Insight into the Mechanism of Machine Learning Models for Predicting Ionic Liquids Toxicity Based on Molecular Structure Descriptors

The development and application of functionalized ionic liquids (ILs) are currently hot topics in chemical engineering. However, research on ILs toxicity is significantly lagging behind studies on their physical properties and applications. This study begins with the construction of ILs toxicity model, utilizing three types of descriptors to quantify ILs structures and developing four machine learning (ML) models for predicting toxicity to Daphnia magna. Guttmann coefficients are used to evaluate the diversity of ILs structures. Feature engineering is employed to optimize the inputs to the quantitative structure-activity relationship (QSAR) models, enhancing their ability to capture the relationship between ILs structures and toxicity. Grid search and cross-validation ensure model robustness and prevent overfitting.

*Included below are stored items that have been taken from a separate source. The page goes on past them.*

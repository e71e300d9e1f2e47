//! Ticket category fixtures for creating in-memory test data.
//!
//! Provides fixture functions for creating ticket category records with consistent
//! default values.

use entity::prelude::TicketCategory;

/// Default test category id.
pub const DEFAULT_ID: &str = "support";

/// Default test category label.
pub const DEFAULT_LABEL: &str = "Support";

/// Default test category description.
pub const DEFAULT_DESCRIPTION: &str = "General help";

/// Default test category emoji.
pub const DEFAULT_EMOJI: &str = "🛠️";

/// Creates a ticket category with default values.
///
/// # Default Values
/// - id: `"support"`
/// - label: `"Support"`
/// - description: `"General help"`
/// - emoji: `"🛠️"`
///
/// # Returns
/// - `TicketCategory` - In-memory category record
///
/// # Example
///
/// ```rust,ignore
/// use test_utils::fixture;
///
/// let category = fixture::ticket_category::entity();
/// assert_eq!(category.id, "support");
/// ```
pub fn entity() -> TicketCategory {
    TicketCategory {
        id: DEFAULT_ID.to_string(),
        label: DEFAULT_LABEL.to_string(),
        description: DEFAULT_DESCRIPTION.to_string(),
        emoji: DEFAULT_EMOJI.to_string(),
    }
}

/// Creates a ticket category builder for customization.
///
/// # Returns
/// - `TicketCategoryEntityBuilder` - Builder instance with default values
///
/// # Example
///
/// ```rust,ignore
/// use test_utils::fixture;
///
/// let category = fixture::ticket_category::entity_builder()
///     .id("billing")
///     .label("Billing")
///     .build();
/// ```
pub fn entity_builder() -> TicketCategoryEntityBuilder {
    TicketCategoryEntityBuilder { entity: entity() }
}

/// Builder for ticket category records with custom values.
pub struct TicketCategoryEntityBuilder {
    entity: TicketCategory,
}

impl TicketCategoryEntityBuilder {
    pub fn id(mut self, id: &str) -> Self {
        self.entity.id = id.to_string();
        self
    }

    pub fn label(mut self, label: &str) -> Self {
        self.entity.label = label.to_string();
        self
    }

    pub fn description(mut self, description: &str) -> Self {
        self.entity.description = description.to_string();
        self
    }

    pub fn emoji(mut self, emoji: &str) -> Self {
        self.entity.emoji = emoji.to_string();
        self
    }

    pub fn build(self) -> TicketCategory {
        self.entity
    }
}
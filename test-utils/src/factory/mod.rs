//! Factory methods for creating test data on disk.
//!
//! Where fixtures build records in memory, factories persist them in the layout the
//! bot reads at startup so tests exercise the real loading path.
//!
//! # Available Factories
//!
//! - `settings` - Write a settings document to a path
//! - `helpers` - Unique id generation shared by tests

pub mod helpers;
pub mod settings;

pub use helpers::next_id;
pub use settings::write_settings;
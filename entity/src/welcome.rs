use serde::{Deserialize, Serialize};

/// Greeting posted when a member joins the guild.
///
/// `title` and `message` accept the `{user}`, `{server}` and `{memberCount}`
/// placeholders. Nothing is posted while `channel_id` is unset.
#[derive(Clone, Debug, PartialEq, Eq, Serialize, Deserialize)]
#[serde(default)]
pub struct WelcomeSettings {
    pub channel_id: Option<u64>,
    pub title: String,
    pub message: String,
    pub image: Option<String>,
}

impl Default for WelcomeSettings {
    fn default() -> Self {
        Self {
            channel_id: None,
            title: "Welcome to {server}!".to_string(),
            message: "Hey {user}, you are member number {memberCount}. Enjoy your stay!"
                .to_string(),
            image: None,
        }
    }
}
//! Permission overwrites for ticket channels.

use serenity::all::{
    GuildId, PermissionOverwrite, PermissionOverwriteType, Permissions, RoleId, UserId,
};

use super::MemberAccess;

/// Permissions of members allowed to participate in a ticket.
fn participant() -> Permissions {
    Permissions::VIEW_CHANNEL | Permissions::SEND_MESSAGES | Permissions::READ_MESSAGE_HISTORY
}

/// Permissions of support staff and the bot inside a ticket.
fn staff() -> Permissions {
    participant() | Permissions::MANAGE_MESSAGES
}

/// Builds the overwrite applied to a member for the given access level.
pub fn member_overwrite(user_id: UserId, access: MemberAccess) -> PermissionOverwrite {
    let (allow, deny) = match access {
        MemberAccess::Full => (participant(), Permissions::empty()),
        MemberAccess::ReadOnly => (
            Permissions::VIEW_CHANNEL | Permissions::READ_MESSAGE_HISTORY,
            Permissions::SEND_MESSAGES,
        ),
    };

    PermissionOverwrite {
        allow,
        deny,
        kind: PermissionOverwriteType::Member(user_id),
    }
}

/// Builds the overwrites for a new ticket channel.
///
/// The channel is hidden from `@everyone` (whose role id equals the guild id), and
/// opened to the creator, the bot and the support role if one is configured.
///
/// # Arguments
/// - `guild_id` - Guild the channel is created in
/// - `creator_id` - Member who opened the ticket
/// - `bot_user_id` - The bot's own user
/// - `support_role_id` - Configured support role, if any
///
/// # Returns
/// - `Vec<PermissionOverwrite>` - Overwrites in the order everyone, creator, bot, support
pub fn ticket_channel_overwrites(
    guild_id: GuildId,
    creator_id: UserId,
    bot_user_id: UserId,
    support_role_id: Option<RoleId>,
) -> Vec<PermissionOverwrite> {
    let mut overwrites = vec![
        PermissionOverwrite {
            allow: Permissions::empty(),
            deny: Permissions::VIEW_CHANNEL,
            kind: PermissionOverwriteType::Role(RoleId::new(guild_id.get())),
        },
        member_overwrite(creator_id, MemberAccess::Full),
        PermissionOverwrite {
            allow: staff(),
            deny: Permissions::empty(),
            kind: PermissionOverwriteType::Member(bot_user_id),
        },
    ];

    if let Some(role_id) = support_role_id {
        overwrites.push(PermissionOverwrite {
            allow: staff(),
            deny: Permissions::empty(),
            kind: PermissionOverwriteType::Role(role_id),
        });
    }

    overwrites
}

#[cfg(test)]
mod tests {
    use super::*;

    #[test]
    fn read_only_denies_sending() {
        let overwrite = member_overwrite(UserId::new(7), MemberAccess::ReadOnly);

        assert!(overwrite.deny.contains(Permissions::SEND_MESSAGES));
        assert!(overwrite.allow.contains(Permissions::VIEW_CHANNEL));
        assert!(!overwrite.allow.contains(Permissions::SEND_MESSAGES));
    }

    #[test]
    fn ticket_channel_is_hidden_from_everyone() {
        let overwrites =
            ticket_channel_overwrites(GuildId::new(1), UserId::new(7), UserId::new(2), None);

        assert_eq!(overwrites.len(), 3);
        assert_eq!(
            overwrites[0].kind,
            PermissionOverwriteType::Role(RoleId::new(1))
        );
        assert!(overwrites[0].deny.contains(Permissions::VIEW_CHANNEL));
    }

    #[test]
    fn support_role_gets_staff_permissions() {
        let overwrites = ticket_channel_overwrites(
            GuildId::new(1),
            UserId::new(7),
            UserId::new(2),
            Some(RoleId::new(40)),
        );

        let support = overwrites
            .iter()
            .find(|o| o.kind == PermissionOverwriteType::Role(RoleId::new(40)))
            .unwrap();
        assert!(support.allow.contains(Permissions::MANAGE_MESSAGES));
    }
}
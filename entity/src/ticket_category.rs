use serde::{Deserialize, Serialize};

/// A ticket intake classification shown in the category chooser.
///
/// Categories are kept in insertion order, which is also the order they are
/// presented to users. The `id` is the unique key and is what gets stored on a
/// ticket; the remaining fields are display only.
#[derive(Clone, Debug, PartialEq, Eq, Serialize, Deserialize)]
pub struct TicketCategory {
    /// Slug used as the select menu value and stored on tickets.
    pub id: String,
    /// Human readable name shown in menus and embeds.
    pub label: String,
    /// Short explanation shown under the label in the chooser.
    pub description: String,
    /// Unicode emoji shown next to the label.
    pub emoji: String,
}
//! Test factory for creating Serenity Message objects.

use serenity::all::{Message, User};

/// Creates a test Serenity Message with plain text content.
///
/// # Arguments
/// - `message_id` - Discord message ID (snowflake)
/// - `channel_id` - Channel the message was posted in
/// - `author` - Message author
/// - `content` - Text content
///
/// # Returns
/// - `Message` - A valid Serenity Message struct for testing
///
/// # Panics
/// - If the JSON cannot be deserialized into a Message (indicates invalid test data)
pub fn create_test_message(message_id: u64, channel_id: u64, author: &User, content: &str) -> Message {
    serde_json::from_value(serde_json::json!({
        "id": message_id.to_string(),
        "channel_id": channel_id.to_string(),
        "author": author,
        "content": content,
        "timestamp": "2024-01-01T12:00:00.000000+00:00",
        "edited_timestamp": null,
        "tts": false,
        "mention_everyone": false,
        "mentions": [],
        "mention_roles": [],
        "attachments": [],
        "embeds": [],
        "pinned": false,
        "type": 0,
    }))
    .expect("Failed to create test message - invalid JSON structure")
}
//! Custom embeds composed through the embed builder modal.

use serenity::all::{
    ChannelId, CreateActionRow, CreateEmbed, CreateEmbedFooter, CreateInputText, CreateMessage,
    CreateModal, InputTextStyle, MessageId,
};

use crate::{
    error::AppError,
    model::{
        action::ComponentAction,
        embed::{parse_hex_color, EmbedDraft},
    },
    state::AppState,
};

const DEFAULT_COLOR: u32 = 0x5865f2;

pub const TITLE_FIELD: &str = "title";
pub const DESCRIPTION_FIELD: &str = "description";
pub const COLOR_FIELD: &str = "color";
pub const IMAGE_FIELD: &str = "image";
pub const FOOTER_FIELD: &str = "footer";

/// Modal collecting the parts of a custom embed. Every field is optional, the draft is
/// validated by `build_embed` on submit.
pub fn embed_modal() -> CreateModal {
    let input = |style, label: &str, id: &str, max: u16| {
        CreateInputText::new(style, label, id)
            .max_length(max)
            .required(false)
    };

    CreateModal::new(ComponentAction::SubmitEmbed.custom_id(), "Build an embed").components(vec![
        CreateActionRow::InputText(input(InputTextStyle::Short, "Title", TITLE_FIELD, 256)),
        CreateActionRow::InputText(input(
            InputTextStyle::Paragraph,
            "Description",
            DESCRIPTION_FIELD,
            4000,
        )),
        CreateActionRow::InputText(
            input(InputTextStyle::Short, "Color", COLOR_FIELD, 8).placeholder("#5865F2"),
        ),
        CreateActionRow::InputText(
            input(InputTextStyle::Short, "Image URL", IMAGE_FIELD, 512)
                .placeholder("https://..."),
        ),
        CreateActionRow::InputText(input(InputTextStyle::Short, "Footer", FOOTER_FIELD, 2048)),
    ])
}

fn present(value: &Option<String>) -> Option<&str> {
    value.as_deref().map(str::trim).filter(|v| !v.is_empty())
}

/// Converts a submitted draft into an embed.
///
/// # Returns
/// - `Ok(CreateEmbed)` - The embed to post
/// - `Err(AppError::BadRequest)` - Neither title nor description, a malformed color or a
///   non http(s) image URL
pub fn build_embed(draft: &EmbedDraft) -> Result<CreateEmbed, AppError> {
    let title = present(&draft.title);
    let description = present(&draft.description);
    if title.is_none() && description.is_none() {
        return Err(AppError::BadRequest(
            "An embed needs a title or a description.".to_string(),
        ));
    }

    let color = match present(&draft.color) {
        Some(raw) => parse_hex_color(raw).ok_or_else(|| {
            AppError::BadRequest(format!("'{}' is not a hex color such as #5865F2.", raw))
        })?,
        None => DEFAULT_COLOR,
    };

    let mut embed = CreateEmbed::new().color(color);
    if let Some(title) = title {
        embed = embed.title(title);
    }
    if let Some(description) = description {
        embed = embed.description(description);
    }
    if let Some(image) = present(&draft.image_url) {
        if !(image.starts_with("https://") || image.starts_with("http://")) {
            return Err(AppError::BadRequest(
                "The image must be an http(s) URL.".to_string(),
            ));
        }
        embed = embed.image(image);
    }
    if let Some(footer) = present(&draft.footer) {
        embed = embed.footer(CreateEmbedFooter::new(footer));
    }

    Ok(embed)
}

pub struct EmbedService<'a> {
    state: &'a AppState,
}

impl<'a> EmbedService<'a> {
    pub fn new(state: &'a AppState) -> Self {
        Self { state }
    }

    /// Builds the draft and posts it into `channel_id`.
    pub async fn post(&self, channel_id: ChannelId, draft: &EmbedDraft) -> Result<MessageId, AppError> {
        let embed = build_embed(draft)?;

        let message_id = self
            .state
            .messenger
            .send_message(channel_id, CreateMessage::new().embed(embed))
            .await?;

        tracing::info!("Custom embed posted in {}", channel_id);

        Ok(message_id)
    }
}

Results indicate that the random forest model based on RDKit descriptors performs best (R 2 = 0.975, RMSE = 0.222). SHAP analysis identifies key molecular features contributing to ILs toxicity, revealing that substructures around carbon atoms are crucial for ILs toxicity, while structures containing oxygen atoms can reduce toxicity. These findings offer insights for designing low-toxicity, environmentally friendly ILs and highlight the value of machine learning models in green chemistry and sustainability research.